* _Your assignment_:
Go through the entries below and copy each line containing the word "lines".

......

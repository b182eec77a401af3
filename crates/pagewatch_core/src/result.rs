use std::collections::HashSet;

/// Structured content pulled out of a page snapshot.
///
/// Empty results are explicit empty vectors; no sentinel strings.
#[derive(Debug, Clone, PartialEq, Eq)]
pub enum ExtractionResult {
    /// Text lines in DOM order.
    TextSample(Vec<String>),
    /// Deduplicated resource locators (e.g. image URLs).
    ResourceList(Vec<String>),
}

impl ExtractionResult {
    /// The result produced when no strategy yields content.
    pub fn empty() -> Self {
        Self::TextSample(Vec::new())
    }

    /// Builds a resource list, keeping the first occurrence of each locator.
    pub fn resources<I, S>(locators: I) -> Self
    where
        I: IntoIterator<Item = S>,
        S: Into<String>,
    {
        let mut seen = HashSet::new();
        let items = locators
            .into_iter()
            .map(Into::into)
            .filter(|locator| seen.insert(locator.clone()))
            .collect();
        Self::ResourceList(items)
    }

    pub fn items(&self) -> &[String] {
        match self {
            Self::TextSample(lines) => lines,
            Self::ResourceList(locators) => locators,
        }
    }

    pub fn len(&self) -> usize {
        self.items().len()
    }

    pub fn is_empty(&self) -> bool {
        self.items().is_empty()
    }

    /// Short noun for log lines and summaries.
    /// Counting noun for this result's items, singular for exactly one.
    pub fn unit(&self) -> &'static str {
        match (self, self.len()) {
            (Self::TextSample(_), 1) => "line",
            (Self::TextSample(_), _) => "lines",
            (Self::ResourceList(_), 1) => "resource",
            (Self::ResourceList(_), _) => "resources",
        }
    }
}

......

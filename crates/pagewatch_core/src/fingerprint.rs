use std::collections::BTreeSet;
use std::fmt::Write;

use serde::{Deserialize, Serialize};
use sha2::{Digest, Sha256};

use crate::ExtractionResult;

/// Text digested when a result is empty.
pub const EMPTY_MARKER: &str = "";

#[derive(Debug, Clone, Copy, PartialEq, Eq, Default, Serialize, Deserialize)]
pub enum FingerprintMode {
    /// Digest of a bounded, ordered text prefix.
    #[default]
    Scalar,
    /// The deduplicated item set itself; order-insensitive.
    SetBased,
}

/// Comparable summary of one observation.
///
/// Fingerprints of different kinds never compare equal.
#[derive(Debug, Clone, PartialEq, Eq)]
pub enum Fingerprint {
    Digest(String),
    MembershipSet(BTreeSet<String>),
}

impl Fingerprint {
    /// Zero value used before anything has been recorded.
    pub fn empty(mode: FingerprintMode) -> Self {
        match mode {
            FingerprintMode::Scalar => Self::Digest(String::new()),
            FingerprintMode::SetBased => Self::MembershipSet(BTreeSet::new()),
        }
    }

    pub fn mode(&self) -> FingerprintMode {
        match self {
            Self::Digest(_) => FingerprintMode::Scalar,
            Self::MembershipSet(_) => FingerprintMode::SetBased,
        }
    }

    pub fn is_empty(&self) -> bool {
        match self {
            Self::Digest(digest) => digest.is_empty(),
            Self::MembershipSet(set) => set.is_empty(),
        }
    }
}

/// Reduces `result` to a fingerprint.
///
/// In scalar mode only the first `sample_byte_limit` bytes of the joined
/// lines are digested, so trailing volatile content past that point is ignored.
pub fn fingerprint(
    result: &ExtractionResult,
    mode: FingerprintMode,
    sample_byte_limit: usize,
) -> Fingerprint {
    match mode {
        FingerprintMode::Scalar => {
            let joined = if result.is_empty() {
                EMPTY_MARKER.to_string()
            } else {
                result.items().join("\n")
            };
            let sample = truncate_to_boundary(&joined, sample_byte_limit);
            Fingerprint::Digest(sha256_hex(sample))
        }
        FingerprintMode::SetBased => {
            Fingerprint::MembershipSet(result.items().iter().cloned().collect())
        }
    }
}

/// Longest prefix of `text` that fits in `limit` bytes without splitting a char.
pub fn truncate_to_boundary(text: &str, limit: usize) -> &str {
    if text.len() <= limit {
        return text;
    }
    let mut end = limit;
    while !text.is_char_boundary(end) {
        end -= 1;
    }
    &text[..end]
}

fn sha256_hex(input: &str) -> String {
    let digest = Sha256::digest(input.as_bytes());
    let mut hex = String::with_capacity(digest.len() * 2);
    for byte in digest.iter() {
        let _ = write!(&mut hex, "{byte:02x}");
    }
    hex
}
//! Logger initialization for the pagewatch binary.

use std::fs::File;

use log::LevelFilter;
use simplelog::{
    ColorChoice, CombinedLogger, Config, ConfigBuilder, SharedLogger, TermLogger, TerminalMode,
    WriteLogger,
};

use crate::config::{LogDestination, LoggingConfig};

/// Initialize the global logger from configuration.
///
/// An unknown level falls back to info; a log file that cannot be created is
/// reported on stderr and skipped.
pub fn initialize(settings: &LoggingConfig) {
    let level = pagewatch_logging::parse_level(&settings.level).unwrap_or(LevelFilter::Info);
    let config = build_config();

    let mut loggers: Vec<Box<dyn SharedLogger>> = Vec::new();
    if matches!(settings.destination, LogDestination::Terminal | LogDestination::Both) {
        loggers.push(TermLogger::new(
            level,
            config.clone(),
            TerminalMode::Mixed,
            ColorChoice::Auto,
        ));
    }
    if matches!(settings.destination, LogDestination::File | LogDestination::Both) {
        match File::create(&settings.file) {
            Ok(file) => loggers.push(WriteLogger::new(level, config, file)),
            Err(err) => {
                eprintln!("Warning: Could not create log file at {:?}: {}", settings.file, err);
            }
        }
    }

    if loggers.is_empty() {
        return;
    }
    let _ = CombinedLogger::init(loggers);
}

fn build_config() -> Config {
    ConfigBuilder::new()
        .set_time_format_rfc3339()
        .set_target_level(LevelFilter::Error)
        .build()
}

......

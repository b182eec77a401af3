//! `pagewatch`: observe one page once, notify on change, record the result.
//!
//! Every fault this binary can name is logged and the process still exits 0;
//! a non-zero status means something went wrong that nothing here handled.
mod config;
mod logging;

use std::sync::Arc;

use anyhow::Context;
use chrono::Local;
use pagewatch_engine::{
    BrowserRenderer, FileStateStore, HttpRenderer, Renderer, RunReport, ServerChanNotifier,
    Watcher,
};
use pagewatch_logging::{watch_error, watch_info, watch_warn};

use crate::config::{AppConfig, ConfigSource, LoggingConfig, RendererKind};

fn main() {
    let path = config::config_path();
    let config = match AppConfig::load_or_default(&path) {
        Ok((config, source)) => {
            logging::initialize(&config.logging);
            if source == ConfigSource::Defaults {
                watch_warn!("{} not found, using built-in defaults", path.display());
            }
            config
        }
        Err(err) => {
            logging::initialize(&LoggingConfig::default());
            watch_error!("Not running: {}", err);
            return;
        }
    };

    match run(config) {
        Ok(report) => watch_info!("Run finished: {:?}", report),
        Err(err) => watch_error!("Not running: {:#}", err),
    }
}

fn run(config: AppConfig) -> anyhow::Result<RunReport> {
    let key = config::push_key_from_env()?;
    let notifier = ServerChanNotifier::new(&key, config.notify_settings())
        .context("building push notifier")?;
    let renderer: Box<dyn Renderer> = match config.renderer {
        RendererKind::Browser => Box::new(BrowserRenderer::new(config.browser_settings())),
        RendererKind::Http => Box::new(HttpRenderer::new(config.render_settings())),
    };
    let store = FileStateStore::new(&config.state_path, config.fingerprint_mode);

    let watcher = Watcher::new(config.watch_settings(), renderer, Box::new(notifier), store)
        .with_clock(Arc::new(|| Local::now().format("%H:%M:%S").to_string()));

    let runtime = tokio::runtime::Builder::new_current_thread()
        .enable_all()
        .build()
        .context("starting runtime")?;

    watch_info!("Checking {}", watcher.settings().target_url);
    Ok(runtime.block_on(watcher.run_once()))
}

......

* _Reply to the task_:
    /// Text lines in DOM order.
            Self::TextSample(lines) => lines,
    /// Short noun for log lines and summaries.
            (Self::TextSample(_), _) => "lines",
/// lines are digested, so trailing volatile content past that point is ignored.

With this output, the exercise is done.